**Problem statement:** Wherever the word "document" appears in a line of the records, copy that line.
Given records Block Start
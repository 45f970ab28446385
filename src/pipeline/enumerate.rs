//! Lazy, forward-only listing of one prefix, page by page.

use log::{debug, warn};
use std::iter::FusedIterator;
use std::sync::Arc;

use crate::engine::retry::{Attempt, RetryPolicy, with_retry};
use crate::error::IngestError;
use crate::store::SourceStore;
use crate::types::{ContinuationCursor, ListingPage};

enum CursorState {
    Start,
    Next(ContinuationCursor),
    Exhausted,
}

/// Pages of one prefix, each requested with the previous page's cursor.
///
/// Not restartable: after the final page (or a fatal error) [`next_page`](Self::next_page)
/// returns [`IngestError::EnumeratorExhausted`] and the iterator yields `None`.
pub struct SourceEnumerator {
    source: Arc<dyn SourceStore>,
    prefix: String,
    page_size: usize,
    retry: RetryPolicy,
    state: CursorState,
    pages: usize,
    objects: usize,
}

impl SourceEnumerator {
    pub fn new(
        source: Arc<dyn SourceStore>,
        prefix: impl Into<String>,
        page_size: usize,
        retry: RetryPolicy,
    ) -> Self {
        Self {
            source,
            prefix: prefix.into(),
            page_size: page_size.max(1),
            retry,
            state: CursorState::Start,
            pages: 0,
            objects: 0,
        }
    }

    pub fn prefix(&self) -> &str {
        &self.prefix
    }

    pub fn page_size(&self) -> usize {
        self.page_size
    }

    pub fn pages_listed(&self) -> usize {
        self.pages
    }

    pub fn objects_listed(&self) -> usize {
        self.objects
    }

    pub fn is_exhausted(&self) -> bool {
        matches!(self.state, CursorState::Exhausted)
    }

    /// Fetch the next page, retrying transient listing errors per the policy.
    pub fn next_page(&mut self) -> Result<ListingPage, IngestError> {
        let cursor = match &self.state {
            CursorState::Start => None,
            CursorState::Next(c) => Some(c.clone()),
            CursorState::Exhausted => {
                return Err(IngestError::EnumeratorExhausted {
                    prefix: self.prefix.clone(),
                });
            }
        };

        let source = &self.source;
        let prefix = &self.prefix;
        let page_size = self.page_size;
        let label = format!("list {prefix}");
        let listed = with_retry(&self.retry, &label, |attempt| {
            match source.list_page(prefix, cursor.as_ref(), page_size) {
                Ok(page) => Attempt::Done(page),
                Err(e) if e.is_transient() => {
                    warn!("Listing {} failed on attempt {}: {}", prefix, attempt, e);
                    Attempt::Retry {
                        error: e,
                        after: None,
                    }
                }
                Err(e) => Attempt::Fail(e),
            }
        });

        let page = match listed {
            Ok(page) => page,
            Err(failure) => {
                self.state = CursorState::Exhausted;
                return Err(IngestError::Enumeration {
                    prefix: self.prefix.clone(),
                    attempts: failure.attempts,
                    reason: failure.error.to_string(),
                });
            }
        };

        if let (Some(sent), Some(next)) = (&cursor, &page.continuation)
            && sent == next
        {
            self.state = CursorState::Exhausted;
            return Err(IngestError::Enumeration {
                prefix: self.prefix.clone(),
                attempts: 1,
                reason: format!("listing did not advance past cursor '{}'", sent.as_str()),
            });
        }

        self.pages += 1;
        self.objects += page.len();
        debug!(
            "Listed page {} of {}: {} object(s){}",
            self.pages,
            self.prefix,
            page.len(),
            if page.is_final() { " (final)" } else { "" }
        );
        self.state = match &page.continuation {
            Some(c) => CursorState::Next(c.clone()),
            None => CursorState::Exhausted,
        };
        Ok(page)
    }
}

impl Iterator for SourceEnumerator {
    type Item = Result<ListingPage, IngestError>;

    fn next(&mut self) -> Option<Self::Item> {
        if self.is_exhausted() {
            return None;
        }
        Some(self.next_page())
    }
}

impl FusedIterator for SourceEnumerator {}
Given records Block End
Given records Block Start
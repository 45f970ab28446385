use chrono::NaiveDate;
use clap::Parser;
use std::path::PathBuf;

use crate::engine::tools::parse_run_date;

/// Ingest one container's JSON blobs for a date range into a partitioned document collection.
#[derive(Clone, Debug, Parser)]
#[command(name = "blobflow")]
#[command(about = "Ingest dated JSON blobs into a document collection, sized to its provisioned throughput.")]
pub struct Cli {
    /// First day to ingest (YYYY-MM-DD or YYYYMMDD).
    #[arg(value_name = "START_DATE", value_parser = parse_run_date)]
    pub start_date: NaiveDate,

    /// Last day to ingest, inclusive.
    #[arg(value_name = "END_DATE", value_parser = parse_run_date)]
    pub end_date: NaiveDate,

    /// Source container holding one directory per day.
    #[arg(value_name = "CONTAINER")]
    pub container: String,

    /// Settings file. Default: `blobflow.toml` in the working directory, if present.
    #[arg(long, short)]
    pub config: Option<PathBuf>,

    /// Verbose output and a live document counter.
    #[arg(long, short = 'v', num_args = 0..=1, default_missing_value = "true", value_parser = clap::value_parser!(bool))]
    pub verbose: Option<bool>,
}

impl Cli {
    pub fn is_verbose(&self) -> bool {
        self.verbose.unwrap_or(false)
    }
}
Given records Block End
**Solved problem:**
/// Ingest one container's JSON blobs for a date range into a partitioned document collection.
#[command(about = "Ingest dated JSON blobs into a document collection, sized to its provisioned throughput.")]
    /// Verbose output and a live document counter.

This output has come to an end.